Here is a block of records. Copy every line in it that includes "match".

▸ **Data under study**:
==*==

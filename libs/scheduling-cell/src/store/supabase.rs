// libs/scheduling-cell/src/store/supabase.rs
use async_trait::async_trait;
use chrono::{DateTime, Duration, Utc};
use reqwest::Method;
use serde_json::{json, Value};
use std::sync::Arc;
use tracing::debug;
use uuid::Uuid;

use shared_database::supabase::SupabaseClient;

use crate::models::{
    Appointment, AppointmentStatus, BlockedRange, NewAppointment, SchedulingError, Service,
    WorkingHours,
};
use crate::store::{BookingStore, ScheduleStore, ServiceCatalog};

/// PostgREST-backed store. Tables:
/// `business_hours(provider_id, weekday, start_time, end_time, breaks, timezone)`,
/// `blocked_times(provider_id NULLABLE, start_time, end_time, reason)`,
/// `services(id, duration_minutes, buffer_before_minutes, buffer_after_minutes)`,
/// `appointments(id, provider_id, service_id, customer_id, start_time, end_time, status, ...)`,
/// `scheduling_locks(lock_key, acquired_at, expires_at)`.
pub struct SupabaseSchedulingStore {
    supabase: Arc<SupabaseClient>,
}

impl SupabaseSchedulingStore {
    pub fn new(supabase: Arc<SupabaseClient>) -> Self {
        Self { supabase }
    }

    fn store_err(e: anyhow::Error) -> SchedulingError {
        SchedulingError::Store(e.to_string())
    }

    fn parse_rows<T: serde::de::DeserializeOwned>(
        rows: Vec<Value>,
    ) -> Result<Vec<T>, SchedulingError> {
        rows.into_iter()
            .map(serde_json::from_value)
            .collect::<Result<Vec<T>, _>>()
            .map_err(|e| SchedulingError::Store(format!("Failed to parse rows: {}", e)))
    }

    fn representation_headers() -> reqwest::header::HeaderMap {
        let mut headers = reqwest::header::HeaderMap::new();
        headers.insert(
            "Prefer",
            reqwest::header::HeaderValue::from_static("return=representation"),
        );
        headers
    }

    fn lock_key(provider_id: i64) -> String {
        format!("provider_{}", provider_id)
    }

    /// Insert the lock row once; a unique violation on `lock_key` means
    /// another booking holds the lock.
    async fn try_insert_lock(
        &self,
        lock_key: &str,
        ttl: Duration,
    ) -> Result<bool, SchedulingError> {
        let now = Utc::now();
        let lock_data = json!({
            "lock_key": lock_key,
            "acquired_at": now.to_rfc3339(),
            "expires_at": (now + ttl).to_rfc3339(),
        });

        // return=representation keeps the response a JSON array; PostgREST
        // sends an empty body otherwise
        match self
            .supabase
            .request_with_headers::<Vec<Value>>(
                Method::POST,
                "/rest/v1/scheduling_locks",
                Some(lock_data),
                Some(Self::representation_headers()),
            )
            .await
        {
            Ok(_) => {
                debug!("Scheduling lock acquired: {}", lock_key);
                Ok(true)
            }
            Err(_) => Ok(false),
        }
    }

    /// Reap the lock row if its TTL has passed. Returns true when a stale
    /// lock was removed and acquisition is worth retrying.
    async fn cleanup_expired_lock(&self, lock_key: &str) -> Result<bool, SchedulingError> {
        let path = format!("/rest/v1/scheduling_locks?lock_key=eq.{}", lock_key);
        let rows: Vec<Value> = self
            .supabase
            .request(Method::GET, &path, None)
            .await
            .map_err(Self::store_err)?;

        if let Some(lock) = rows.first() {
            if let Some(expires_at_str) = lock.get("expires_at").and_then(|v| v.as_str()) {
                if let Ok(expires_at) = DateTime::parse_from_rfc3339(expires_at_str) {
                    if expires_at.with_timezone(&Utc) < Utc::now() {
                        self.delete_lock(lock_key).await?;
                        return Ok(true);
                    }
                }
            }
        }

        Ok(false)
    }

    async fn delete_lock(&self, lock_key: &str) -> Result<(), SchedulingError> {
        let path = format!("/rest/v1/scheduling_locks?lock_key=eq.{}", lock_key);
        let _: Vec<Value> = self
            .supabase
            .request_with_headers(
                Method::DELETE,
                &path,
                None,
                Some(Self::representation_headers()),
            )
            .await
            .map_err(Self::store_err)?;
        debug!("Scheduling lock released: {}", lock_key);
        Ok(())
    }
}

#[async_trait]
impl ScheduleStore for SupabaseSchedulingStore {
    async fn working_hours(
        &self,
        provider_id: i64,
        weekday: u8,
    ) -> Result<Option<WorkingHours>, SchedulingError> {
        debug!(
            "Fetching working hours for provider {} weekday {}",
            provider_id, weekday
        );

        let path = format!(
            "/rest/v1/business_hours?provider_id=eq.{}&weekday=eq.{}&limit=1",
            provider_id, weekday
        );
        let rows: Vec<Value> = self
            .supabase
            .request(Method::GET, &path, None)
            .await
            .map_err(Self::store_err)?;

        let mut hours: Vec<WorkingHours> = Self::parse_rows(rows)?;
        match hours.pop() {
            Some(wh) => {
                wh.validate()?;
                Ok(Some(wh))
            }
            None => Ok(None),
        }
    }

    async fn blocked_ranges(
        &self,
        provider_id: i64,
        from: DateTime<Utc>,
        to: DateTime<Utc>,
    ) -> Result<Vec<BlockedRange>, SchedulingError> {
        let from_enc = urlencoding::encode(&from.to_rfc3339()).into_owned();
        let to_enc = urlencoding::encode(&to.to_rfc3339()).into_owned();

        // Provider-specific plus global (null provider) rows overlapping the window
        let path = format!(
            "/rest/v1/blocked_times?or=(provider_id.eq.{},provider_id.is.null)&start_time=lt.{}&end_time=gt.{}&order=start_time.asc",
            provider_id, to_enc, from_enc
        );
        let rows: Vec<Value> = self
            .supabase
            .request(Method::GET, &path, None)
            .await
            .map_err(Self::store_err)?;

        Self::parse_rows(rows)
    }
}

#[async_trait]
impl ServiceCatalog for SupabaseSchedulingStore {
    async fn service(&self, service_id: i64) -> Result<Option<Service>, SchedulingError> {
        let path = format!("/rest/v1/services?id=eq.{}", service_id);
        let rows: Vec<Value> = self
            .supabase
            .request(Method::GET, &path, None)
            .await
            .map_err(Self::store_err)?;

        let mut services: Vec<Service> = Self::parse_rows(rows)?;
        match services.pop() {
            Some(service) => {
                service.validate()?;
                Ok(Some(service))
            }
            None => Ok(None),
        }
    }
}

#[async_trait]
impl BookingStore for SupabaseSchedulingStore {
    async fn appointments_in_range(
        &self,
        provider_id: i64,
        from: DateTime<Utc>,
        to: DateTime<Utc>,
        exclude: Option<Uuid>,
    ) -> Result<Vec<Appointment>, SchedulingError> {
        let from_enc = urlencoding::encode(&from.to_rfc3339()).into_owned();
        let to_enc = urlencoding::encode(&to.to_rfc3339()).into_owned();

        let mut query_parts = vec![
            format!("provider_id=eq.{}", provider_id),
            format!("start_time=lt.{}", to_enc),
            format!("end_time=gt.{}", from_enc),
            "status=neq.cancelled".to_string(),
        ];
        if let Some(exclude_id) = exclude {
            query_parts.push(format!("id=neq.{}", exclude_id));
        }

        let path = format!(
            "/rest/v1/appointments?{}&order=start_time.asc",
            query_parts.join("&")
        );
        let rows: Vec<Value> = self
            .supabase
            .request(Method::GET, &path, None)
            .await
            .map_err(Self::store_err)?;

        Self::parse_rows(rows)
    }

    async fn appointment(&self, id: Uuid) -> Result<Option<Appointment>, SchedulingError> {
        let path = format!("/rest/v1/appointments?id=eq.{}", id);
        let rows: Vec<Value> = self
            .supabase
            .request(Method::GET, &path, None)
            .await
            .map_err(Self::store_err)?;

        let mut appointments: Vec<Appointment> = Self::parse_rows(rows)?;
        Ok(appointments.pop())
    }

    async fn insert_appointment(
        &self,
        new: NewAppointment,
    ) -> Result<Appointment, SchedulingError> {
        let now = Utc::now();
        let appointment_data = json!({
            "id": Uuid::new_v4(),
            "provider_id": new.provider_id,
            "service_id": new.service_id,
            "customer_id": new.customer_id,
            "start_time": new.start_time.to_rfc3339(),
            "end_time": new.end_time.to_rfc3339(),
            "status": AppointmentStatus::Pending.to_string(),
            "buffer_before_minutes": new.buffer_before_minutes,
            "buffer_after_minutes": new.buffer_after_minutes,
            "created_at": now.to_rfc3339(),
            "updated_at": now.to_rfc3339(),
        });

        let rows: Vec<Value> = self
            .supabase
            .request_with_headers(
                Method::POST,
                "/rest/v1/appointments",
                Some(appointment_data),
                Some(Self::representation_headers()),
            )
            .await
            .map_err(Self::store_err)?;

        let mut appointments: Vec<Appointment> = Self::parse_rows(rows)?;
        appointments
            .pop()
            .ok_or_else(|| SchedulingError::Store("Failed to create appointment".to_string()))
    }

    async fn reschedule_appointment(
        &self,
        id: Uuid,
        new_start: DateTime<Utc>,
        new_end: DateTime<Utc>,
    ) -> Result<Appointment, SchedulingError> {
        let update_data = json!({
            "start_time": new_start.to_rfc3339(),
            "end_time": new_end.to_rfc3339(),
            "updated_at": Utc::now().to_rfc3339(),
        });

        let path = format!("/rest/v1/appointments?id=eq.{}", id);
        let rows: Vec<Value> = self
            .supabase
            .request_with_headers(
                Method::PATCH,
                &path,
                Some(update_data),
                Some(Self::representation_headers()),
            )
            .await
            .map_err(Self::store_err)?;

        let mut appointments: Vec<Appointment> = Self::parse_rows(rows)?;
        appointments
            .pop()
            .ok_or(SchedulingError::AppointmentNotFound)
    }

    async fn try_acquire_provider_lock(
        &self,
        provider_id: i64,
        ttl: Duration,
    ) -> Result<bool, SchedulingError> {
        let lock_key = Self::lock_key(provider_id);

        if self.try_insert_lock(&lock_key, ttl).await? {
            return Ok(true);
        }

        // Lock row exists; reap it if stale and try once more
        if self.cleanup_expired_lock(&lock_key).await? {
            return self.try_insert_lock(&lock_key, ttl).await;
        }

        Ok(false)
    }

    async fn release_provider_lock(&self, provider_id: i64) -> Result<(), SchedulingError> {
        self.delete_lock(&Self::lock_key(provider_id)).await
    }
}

==*==

▸ **Written answer**:
        match self
        match hours.pop() {
        match services.pop() {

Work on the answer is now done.